In 1999, during NAIDOC Week, I approached a Link-up tent at Musgrave Park in Brisbane and gave them the details of my early childhood. They made investigations, including phone calls to Eric Duncasse at Indulkana on the APY Lands. I found out that Alec Baker had spent many years trying to find me and wanted to see me. In 2000, Link-up workers from Brisbane, Ian Twist and Gordon Tallis, accompanied me to Adelaide. From Adelaide, we flew to Coober Pedy, where transport was arranged to drive me to Marla in South Australia to meet Uncle Alec and Aunties Mini Tobi and Angelina Wonga. In 2007, I drove into Yalata on the Eyre Highway and met Uncle Tommy Baker, Tilly Baker’s other brother. As a result of meeting Tommy, I found out that I had a real brother, Steven Ewen and a sister, Pauline Baker, in Adelaide. All of us were taken away from Oodnadatta. Steven’s partner Maria Comino was a Bush Nurse at Yalata and Oak Valley in the 80s and 90s.
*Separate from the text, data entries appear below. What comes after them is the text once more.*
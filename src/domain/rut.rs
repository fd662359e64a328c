//! Chilean RUT (Rol Único Tributario), the national identifier.

use serde::{Deserialize, Serialize};
use std::fmt;

use super::patterns;
use crate::validator::{Validate, Validator, Violation};

/// A RUT as entered, e.g. `12345678-9`.
///
/// [`Validate`] only checks the shape of the number. The modulo-11 check
/// digit is verified separately by [`Rut::has_valid_check_digit`].
#[derive(Debug, Clone, PartialEq, Eq, Hash, Serialize, Deserialize)]
#[serde(transparent)]
pub struct Rut {
    number: String,
}

impl Rut {
    pub fn new(number: impl Into<String>) -> Self {
        Self {
            number: number.into(),
        }
    }

    pub fn number(&self) -> &str {
        &self.number
    }

    /// Digits before the dash.
    pub fn body(&self) -> &str {
        self.number
            .split_once('-')
            .map(|(body, _)| body)
            .unwrap_or(&self.number)
    }

    /// Character after the dash, upper-cased.
    pub fn check_digit(&self) -> Option<char> {
        let (_, dv) = self.number.split_once('-')?;
        let mut chars = dv.chars();
        let c = chars.next()?;
        if chars.next().is_some() {
            return None;
        }
        Some(c.to_ascii_uppercase())
    }

    /// Compute the modulo-11 check digit for a run of ASCII digits.
    ///
    /// Returns `None` if `body` is empty or contains anything but digits.
    pub fn expected_check_digit(body: &str) -> Option<char> {
        if body.is_empty() || !body.bytes().all(|b| b.is_ascii_digit()) {
            return None;
        }

        let mut sum = 0u32;
        let mut factor = 2u32;
        for b in body.bytes().rev() {
            sum += u32::from(b - b'0') * factor;
            factor = if factor == 7 { 2 } else { factor + 1 };
        }

        match 11 - sum % 11 {
            11 => Some('0'),
            10 => Some('K'),
            n => char::from_digit(n, 10),
        }
    }

    /// Whether the check digit agrees with the body.
    pub fn has_valid_check_digit(&self) -> bool {
        match (Self::expected_check_digit(self.body()), self.check_digit()) {
            (Some(expected), Some(actual)) => expected == actual,
            _ => false,
        }
    }
}

impl Validate for Rut {
    fn violations(&self) -> Vec<Violation> {
        Validator::of(&self.number)
            .named("RUT")
            .not_null()
            .not_empty()
            .matches(patterns::RUT)
            .into_violations()
    }
}

impl fmt::Display for Rut {
    fn fmt(&self, f: &mut fmt::Formatter<'_>) -> fmt::Result {
        write!(f, "{}", self.number)
    }
}
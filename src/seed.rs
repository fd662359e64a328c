//! Demonstration employees registered when a session starts.

use crate::domain::{Address, Employee, Person, Rut};

/// The three sample employees shipped with the program.
pub fn demo_employees() -> Vec<Employee> {
    vec![
        Employee::new(
            Person::new(
                "KAKAROTO",
                "ROJAS",
                Rut::new("12345678-9"),
                Address::new("Av. Los Pinos 123", "Paine", "Santiago"),
                "KAKAROTOWINS@gmail.com",
            ),
            "PELEADOR",
            750000.0,
        ),
        Employee::new(
            Person::new(
                "MARIO",
                "CHAMPIÑON",
                Rut::new("87654321-K"),
                Address::new("Calle El Roble 456", "Puente Alto", "Santiago"),
                "MARIOSALTA@gmail.com",
            ),
            "FONTANERO",
            950000.0,
        ),
        Employee::new(
            Person::new(
                "KAIMAN",
                "MAGIC",
                Rut::new("11223344-5"),
                Address::new("Camino Real 789", "La Florida", "Santiago"),
                "VIVAHOLE@gmail.com",
            ),
            "ASESINO",
            1200000.0,
        ),
    ]
}

#[cfg(test)]
mod tests {
    use super::*;
    use crate::validator::Validate;

    #[test]
    fn test_demo_employees_are_valid() {
        let employees = demo_employees();
        assert_eq!(employees.len(), 3);
        for employee in &employees {
            assert!(employee.is_valid(), "{:?}", employee.violations());
        }
    }
}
Maria’s tireless efforts helped restore and heal the people there. Steven and Maria had 2 boys, Yanni and Michael. Steven also had an older son called Robert. I’m so glad that I have connected to my Mob. I have visited them frequently on the APY Lands, in Adelaide and Oodnadatta. Unfortunately, my real mother, Tilly Baker, passed away in 1975 at the age of 38 and is buried at the cemetery on Davenport Street, Port Augusta.